REQUIRED ACTION
Where a line of the material contains the string "invalid", copy that line.

ENTRIES SUPPLIED

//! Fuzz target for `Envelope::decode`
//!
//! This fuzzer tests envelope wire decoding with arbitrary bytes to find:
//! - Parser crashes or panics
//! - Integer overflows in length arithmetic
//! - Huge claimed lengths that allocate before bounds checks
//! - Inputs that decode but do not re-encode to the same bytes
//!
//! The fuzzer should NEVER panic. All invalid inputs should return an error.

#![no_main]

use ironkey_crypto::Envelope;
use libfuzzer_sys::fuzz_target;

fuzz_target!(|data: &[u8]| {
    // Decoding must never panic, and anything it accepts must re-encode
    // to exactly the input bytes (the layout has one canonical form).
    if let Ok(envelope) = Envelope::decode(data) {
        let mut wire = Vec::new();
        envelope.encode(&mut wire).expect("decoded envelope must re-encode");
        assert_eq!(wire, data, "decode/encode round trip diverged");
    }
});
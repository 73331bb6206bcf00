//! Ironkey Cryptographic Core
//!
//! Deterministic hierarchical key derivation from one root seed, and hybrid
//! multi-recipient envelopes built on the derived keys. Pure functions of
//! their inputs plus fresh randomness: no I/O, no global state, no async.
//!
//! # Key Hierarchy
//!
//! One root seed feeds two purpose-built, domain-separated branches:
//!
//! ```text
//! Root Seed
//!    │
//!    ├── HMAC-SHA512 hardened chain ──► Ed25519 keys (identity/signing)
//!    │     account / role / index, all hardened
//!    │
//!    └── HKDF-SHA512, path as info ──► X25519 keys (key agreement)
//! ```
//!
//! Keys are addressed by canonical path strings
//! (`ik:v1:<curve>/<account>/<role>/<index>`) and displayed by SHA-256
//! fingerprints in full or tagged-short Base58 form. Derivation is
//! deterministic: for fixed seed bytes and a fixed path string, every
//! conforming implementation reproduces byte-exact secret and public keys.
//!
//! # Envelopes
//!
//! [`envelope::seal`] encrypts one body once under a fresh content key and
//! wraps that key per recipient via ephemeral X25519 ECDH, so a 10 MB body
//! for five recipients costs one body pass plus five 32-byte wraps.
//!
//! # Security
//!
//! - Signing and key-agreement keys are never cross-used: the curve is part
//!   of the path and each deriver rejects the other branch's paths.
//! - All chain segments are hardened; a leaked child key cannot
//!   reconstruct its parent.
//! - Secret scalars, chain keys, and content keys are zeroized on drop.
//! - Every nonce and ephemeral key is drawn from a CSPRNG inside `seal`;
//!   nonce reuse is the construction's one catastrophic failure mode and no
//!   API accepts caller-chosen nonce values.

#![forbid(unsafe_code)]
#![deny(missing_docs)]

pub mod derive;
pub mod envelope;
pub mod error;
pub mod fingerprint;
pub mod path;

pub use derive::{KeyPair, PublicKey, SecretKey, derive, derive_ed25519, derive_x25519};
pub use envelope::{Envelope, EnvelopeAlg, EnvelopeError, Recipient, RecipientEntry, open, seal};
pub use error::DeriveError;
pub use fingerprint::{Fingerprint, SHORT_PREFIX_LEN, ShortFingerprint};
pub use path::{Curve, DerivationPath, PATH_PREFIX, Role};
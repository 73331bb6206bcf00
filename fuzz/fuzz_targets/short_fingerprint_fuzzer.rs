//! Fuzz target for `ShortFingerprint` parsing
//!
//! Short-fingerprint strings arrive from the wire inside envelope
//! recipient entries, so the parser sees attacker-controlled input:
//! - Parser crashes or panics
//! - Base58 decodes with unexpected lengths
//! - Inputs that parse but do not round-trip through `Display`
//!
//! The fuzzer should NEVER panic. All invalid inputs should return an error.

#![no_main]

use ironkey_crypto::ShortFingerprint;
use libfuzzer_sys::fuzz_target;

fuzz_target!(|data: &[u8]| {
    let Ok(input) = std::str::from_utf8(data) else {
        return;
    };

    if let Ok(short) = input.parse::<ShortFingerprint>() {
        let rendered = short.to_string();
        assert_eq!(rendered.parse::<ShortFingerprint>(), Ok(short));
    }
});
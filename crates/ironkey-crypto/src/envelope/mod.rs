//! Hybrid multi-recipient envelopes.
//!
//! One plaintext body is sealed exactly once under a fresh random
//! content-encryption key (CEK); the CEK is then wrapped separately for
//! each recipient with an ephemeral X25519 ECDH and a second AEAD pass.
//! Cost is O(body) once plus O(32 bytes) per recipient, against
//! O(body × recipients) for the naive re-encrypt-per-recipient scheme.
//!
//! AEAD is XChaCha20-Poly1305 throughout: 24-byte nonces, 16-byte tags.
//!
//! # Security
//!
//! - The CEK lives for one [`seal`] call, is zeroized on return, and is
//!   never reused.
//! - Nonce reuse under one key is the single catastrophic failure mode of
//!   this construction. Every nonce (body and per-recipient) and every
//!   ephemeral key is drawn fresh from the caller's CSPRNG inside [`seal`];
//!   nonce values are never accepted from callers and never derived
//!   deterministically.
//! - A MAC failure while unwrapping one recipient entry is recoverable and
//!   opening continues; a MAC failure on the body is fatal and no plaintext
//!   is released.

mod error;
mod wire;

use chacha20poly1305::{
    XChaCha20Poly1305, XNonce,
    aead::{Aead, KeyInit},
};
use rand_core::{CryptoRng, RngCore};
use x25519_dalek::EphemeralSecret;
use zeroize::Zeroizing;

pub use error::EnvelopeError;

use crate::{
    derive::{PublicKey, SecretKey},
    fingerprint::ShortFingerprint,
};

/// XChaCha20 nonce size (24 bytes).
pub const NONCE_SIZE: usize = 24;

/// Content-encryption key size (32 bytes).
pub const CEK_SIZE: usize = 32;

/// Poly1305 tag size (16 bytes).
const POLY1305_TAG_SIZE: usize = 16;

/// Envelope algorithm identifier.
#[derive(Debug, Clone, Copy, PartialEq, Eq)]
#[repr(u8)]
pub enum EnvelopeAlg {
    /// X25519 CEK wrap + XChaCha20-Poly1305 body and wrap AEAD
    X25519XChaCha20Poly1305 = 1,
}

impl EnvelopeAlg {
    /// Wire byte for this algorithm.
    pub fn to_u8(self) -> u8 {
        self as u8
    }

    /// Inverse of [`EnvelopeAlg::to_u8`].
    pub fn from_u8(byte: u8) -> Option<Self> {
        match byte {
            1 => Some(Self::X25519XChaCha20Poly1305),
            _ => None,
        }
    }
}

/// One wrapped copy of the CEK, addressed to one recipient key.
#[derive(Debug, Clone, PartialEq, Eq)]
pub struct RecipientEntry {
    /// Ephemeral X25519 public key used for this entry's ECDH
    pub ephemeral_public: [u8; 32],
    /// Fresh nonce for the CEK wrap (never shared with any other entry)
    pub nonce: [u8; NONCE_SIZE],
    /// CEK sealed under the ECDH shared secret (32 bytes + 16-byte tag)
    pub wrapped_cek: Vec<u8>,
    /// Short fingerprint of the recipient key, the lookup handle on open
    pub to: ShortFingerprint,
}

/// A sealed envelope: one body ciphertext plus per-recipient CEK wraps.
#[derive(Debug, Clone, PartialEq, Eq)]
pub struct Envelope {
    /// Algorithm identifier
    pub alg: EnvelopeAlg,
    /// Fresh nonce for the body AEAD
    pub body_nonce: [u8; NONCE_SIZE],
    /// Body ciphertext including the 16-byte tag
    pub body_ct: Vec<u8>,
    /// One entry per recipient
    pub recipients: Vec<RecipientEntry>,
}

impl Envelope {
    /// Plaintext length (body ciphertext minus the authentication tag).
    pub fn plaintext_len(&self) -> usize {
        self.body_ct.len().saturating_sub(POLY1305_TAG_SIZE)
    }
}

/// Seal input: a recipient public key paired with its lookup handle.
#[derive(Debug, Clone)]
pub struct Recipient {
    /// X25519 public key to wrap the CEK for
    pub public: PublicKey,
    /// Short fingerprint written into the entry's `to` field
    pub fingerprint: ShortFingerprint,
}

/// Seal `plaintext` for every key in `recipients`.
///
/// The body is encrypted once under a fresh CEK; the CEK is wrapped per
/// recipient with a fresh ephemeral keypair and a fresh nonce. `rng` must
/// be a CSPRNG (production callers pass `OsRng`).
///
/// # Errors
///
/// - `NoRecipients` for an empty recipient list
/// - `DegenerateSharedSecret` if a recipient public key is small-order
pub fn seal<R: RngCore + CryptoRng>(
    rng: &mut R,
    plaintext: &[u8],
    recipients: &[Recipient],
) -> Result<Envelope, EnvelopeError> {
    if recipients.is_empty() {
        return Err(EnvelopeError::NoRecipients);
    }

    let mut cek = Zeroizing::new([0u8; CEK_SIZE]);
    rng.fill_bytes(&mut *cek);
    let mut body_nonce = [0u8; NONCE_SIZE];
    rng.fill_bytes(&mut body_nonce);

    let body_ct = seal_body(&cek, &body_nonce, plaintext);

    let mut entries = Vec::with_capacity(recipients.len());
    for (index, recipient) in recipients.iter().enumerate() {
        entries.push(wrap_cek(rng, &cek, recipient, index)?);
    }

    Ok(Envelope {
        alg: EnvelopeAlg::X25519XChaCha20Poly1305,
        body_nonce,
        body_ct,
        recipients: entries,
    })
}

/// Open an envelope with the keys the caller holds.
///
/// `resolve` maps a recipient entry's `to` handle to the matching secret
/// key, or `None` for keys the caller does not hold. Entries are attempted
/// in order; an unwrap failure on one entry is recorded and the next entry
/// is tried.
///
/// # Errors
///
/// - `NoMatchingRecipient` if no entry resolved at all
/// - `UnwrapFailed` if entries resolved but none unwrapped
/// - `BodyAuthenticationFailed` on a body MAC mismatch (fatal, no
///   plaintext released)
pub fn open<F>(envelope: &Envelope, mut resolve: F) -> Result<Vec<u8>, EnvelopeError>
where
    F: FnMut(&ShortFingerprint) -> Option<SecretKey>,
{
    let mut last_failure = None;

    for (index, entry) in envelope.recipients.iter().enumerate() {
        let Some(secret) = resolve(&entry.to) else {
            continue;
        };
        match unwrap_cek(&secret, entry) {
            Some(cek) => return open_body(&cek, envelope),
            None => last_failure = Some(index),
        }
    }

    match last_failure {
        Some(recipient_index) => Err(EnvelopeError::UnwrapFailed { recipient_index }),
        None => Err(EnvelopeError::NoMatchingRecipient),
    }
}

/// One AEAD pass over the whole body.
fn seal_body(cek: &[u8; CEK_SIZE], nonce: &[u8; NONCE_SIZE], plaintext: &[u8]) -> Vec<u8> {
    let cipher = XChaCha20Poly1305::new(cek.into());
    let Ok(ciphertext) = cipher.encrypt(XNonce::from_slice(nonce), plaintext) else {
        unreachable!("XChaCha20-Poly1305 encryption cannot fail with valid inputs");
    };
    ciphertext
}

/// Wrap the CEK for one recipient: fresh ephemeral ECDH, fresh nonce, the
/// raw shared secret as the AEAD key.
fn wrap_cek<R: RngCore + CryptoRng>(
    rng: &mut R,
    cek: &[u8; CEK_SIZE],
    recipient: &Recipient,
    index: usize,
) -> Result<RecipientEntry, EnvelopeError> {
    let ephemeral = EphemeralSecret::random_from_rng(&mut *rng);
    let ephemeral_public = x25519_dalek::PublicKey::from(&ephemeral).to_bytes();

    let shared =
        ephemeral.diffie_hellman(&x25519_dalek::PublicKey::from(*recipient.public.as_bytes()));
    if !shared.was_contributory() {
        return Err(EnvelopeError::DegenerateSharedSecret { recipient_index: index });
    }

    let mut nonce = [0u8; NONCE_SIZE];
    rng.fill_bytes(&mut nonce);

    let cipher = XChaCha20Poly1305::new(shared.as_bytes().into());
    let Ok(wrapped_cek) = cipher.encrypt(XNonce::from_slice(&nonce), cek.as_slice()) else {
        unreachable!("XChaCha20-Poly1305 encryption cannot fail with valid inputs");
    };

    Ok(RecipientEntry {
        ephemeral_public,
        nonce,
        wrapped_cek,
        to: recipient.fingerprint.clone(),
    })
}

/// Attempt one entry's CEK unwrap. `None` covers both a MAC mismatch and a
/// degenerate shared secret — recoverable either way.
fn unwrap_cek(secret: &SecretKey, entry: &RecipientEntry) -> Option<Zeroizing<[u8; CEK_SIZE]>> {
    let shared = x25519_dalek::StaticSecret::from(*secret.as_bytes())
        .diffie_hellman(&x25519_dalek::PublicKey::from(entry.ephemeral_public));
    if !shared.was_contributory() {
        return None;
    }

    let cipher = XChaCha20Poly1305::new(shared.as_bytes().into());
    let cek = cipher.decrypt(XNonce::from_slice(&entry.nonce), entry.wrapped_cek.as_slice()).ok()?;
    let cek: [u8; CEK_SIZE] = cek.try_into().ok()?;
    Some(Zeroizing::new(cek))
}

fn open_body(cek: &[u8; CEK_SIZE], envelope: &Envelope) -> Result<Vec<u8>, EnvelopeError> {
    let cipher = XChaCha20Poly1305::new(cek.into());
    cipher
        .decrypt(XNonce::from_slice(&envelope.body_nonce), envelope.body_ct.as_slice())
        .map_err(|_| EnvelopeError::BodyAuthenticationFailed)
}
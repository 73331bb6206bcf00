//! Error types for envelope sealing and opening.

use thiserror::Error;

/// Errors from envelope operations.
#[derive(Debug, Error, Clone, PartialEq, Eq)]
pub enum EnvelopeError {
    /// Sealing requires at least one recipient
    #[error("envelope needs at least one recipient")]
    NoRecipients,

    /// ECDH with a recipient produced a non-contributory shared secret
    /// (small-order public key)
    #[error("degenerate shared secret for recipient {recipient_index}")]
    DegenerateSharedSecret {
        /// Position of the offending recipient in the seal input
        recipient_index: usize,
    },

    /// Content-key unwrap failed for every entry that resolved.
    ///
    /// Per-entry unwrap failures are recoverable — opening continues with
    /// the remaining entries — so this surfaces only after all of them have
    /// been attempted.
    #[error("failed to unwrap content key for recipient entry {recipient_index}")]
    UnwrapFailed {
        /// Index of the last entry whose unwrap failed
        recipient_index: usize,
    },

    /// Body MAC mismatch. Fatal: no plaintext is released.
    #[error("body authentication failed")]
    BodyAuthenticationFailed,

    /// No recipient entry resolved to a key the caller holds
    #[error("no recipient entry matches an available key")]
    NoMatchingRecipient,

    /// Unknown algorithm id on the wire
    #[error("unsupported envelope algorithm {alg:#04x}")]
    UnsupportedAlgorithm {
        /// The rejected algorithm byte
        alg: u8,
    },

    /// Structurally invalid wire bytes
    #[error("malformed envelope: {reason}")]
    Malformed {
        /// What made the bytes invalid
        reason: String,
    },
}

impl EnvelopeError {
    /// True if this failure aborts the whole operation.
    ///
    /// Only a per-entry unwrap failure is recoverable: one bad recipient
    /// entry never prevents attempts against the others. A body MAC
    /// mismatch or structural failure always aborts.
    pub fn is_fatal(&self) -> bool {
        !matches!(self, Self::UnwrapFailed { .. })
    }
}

YOUR SOLUTION
//! The fuzzer should NEVER panic. All invalid inputs should return an error.
//! The fuzzer should NEVER panic. All invalid inputs should return an error.
    /// Structurally invalid wire bytes
        /// What made the bytes invalid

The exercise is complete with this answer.